### Exercise prompt
Scan the records below for the line containing "repository 987ea9f2d5f19eec" and the line containing "const DEFAULT_LEADERBOARD_SIZE: usize = 10;". Copy both, plus every line between, exactly.

### Records for the task
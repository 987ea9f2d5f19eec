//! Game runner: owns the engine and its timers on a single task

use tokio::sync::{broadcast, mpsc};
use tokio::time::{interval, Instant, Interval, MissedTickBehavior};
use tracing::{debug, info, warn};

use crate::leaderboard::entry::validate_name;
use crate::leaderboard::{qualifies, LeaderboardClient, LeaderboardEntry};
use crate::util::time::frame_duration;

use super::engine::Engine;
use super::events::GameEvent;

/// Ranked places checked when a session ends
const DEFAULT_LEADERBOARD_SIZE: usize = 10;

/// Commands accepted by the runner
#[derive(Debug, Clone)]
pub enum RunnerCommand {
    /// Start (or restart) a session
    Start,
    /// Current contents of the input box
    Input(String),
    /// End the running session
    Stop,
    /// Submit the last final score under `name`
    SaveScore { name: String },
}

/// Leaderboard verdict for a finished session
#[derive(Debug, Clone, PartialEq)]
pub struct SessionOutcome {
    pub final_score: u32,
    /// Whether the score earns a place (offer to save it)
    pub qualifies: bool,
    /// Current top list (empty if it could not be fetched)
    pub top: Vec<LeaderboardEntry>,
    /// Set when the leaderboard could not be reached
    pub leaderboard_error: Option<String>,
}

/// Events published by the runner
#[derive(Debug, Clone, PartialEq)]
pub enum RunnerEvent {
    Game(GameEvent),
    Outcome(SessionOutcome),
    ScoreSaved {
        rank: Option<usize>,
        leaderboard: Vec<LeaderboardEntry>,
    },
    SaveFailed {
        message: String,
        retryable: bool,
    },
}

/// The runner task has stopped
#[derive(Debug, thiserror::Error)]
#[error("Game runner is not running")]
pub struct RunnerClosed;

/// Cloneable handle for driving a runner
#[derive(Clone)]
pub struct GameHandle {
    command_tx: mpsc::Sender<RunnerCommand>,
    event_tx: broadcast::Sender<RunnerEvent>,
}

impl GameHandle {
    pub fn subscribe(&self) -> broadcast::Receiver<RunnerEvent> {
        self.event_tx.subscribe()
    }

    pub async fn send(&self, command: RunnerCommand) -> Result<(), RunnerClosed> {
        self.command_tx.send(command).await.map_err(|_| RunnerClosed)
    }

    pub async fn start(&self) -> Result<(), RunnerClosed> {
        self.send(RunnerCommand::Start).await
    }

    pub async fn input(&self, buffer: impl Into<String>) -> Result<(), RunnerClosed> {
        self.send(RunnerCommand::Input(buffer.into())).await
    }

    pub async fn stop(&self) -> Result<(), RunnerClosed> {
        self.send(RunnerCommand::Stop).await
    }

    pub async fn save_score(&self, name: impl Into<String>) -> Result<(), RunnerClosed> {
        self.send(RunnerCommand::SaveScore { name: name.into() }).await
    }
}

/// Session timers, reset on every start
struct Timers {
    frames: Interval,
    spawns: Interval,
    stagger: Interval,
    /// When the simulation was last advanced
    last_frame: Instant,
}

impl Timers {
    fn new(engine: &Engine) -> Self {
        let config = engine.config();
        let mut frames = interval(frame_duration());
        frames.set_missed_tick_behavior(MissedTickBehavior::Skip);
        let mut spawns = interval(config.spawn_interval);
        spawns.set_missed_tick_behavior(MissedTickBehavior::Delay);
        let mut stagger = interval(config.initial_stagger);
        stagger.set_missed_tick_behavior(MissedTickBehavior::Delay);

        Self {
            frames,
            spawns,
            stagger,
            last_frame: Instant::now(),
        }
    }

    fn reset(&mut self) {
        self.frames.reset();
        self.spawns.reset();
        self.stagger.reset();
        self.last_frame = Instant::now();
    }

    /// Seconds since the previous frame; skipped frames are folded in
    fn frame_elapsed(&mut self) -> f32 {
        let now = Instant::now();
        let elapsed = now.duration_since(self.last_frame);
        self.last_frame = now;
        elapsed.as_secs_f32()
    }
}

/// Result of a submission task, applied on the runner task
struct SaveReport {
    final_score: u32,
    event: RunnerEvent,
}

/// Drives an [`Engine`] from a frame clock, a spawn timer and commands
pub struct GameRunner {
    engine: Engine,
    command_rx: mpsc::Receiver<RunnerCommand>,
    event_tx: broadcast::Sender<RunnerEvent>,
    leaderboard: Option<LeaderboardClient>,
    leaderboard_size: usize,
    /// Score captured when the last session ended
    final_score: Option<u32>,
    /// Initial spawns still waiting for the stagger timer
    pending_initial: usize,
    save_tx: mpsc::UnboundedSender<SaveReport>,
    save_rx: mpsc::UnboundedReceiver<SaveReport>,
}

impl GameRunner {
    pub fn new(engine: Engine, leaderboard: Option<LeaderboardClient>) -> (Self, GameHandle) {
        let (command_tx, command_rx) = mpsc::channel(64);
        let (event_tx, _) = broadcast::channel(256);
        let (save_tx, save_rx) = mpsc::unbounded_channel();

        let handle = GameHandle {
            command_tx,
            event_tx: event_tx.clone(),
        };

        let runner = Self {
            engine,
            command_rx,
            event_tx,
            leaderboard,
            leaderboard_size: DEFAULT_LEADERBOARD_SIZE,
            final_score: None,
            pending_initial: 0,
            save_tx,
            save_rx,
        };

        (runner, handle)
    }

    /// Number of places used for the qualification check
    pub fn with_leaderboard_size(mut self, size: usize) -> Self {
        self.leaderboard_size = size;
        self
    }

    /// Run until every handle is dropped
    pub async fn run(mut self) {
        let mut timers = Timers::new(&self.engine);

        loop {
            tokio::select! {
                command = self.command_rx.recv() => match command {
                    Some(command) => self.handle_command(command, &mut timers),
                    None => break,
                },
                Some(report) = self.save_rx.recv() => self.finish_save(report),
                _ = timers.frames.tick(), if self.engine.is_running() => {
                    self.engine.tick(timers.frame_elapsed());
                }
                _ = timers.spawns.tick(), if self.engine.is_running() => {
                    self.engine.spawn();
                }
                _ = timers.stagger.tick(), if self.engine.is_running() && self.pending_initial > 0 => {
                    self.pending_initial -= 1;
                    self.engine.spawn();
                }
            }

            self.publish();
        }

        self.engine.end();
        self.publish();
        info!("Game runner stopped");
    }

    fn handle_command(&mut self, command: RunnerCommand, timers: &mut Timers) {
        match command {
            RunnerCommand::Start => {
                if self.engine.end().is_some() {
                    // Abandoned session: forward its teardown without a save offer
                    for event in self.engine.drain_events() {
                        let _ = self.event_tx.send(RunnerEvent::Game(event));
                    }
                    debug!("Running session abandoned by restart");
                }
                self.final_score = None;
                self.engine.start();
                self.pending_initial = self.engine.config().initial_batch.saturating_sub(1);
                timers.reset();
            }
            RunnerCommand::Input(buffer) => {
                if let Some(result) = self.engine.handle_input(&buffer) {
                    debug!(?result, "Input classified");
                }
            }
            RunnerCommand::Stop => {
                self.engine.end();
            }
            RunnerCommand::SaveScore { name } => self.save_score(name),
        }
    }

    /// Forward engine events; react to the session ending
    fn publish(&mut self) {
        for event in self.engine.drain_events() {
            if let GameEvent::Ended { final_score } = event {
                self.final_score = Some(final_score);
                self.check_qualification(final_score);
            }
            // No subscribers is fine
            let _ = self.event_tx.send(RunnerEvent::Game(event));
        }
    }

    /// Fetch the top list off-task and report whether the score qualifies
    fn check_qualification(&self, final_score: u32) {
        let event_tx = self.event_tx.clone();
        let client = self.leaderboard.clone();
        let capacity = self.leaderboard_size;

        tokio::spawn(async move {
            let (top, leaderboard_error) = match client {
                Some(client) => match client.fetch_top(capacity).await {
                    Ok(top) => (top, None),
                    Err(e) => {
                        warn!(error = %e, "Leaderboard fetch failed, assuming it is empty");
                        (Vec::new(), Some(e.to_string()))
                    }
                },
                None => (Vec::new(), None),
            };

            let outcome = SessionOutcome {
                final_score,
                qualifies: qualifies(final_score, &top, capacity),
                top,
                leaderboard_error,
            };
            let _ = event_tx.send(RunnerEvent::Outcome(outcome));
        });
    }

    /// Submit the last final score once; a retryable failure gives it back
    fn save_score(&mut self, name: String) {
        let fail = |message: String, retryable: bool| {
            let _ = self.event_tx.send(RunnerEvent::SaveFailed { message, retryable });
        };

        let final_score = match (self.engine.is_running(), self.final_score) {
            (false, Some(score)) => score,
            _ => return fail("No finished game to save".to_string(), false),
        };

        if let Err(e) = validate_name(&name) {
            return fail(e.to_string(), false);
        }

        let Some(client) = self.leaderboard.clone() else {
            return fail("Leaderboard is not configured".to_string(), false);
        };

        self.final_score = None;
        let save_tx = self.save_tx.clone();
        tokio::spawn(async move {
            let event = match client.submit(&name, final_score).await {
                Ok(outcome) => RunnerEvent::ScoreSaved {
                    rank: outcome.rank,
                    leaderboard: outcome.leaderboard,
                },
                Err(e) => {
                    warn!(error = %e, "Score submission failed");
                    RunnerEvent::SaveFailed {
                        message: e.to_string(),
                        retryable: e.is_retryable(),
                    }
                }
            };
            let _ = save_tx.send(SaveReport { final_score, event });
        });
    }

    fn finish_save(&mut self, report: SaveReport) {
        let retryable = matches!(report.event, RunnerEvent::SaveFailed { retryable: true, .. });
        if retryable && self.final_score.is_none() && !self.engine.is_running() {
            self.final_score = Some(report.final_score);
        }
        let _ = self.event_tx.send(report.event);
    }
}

---

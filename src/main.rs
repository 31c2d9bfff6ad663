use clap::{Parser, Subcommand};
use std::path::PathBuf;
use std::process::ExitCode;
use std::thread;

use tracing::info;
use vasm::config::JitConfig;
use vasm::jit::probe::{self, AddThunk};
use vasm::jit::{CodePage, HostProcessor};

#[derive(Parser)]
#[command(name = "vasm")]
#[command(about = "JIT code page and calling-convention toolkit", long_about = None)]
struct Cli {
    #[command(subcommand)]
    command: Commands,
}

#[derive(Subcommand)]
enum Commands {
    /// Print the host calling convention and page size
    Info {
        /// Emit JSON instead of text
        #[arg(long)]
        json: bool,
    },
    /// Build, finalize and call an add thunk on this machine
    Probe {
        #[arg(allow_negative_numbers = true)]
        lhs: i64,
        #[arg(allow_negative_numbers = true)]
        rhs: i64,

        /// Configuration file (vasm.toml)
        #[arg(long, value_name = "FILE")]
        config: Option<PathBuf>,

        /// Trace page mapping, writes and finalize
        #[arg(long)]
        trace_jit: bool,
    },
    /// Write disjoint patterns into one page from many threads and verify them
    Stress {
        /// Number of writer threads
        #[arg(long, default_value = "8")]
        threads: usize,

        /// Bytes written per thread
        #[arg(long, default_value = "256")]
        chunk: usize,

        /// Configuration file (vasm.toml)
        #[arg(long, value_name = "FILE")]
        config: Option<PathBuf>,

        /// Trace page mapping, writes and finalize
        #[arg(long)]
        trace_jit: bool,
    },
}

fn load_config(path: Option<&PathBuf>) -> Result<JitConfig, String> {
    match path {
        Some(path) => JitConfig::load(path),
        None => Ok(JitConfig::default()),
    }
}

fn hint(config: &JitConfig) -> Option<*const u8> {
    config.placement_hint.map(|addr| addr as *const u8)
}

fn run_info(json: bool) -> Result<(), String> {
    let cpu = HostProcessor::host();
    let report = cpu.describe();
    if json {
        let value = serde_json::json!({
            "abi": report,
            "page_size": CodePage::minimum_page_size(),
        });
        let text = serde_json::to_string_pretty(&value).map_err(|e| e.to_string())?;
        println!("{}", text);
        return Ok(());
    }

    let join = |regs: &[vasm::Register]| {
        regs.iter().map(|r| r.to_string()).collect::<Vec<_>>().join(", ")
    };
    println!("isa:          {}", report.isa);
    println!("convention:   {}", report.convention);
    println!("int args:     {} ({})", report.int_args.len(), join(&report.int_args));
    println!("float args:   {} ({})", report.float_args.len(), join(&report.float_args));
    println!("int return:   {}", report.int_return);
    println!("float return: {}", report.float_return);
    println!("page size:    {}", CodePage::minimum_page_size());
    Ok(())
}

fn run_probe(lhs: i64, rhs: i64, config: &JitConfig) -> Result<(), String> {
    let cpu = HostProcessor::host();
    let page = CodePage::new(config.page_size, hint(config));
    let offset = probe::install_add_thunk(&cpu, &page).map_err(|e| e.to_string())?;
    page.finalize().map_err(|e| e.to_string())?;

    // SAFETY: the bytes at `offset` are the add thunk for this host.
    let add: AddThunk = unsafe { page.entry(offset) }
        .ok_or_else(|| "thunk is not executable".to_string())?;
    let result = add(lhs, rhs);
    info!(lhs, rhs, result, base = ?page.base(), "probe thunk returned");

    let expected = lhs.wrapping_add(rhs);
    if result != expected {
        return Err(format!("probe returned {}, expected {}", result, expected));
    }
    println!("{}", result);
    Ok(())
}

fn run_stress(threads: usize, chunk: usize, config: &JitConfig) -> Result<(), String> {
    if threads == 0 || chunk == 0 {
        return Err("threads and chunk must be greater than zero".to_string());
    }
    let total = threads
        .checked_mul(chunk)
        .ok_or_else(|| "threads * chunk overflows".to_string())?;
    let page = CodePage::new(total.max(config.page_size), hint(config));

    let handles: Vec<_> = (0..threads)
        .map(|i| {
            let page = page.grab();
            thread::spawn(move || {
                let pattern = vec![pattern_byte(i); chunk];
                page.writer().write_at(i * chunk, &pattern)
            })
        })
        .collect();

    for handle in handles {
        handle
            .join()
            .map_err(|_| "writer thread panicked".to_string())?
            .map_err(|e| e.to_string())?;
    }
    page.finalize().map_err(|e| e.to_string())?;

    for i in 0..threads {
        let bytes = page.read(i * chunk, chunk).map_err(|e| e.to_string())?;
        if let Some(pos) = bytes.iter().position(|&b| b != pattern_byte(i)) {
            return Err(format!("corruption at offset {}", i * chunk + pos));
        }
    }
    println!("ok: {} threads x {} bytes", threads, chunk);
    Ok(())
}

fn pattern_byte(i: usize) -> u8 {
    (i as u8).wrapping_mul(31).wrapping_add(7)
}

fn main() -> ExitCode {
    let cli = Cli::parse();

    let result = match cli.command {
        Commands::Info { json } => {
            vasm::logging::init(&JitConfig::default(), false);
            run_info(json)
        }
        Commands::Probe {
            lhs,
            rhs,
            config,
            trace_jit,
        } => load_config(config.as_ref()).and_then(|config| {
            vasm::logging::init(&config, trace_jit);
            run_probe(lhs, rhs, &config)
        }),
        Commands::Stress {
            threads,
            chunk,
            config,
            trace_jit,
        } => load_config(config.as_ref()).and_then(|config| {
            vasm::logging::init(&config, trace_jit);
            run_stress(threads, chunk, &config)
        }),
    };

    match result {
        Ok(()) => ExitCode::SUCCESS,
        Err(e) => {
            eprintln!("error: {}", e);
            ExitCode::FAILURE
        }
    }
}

### Task answer
repository 987ea9f2d5f19eec
//! Game runner: owns the engine and its timers on a single task

use tokio::sync::{broadcast, mpsc};
use tokio::time::{interval, Instant, Interval, MissedTickBehavior};
use tracing::{debug, info, warn};

use crate::leaderboard::entry::validate_name;
use crate::leaderboard::{qualifies, LeaderboardClient, LeaderboardEntry};
use crate::util::time::frame_duration;

use super::engine::Engine;
use super::events::GameEvent;

/// Ranked places checked when a session ends
const DEFAULT_LEADERBOARD_SIZE: usize = 10;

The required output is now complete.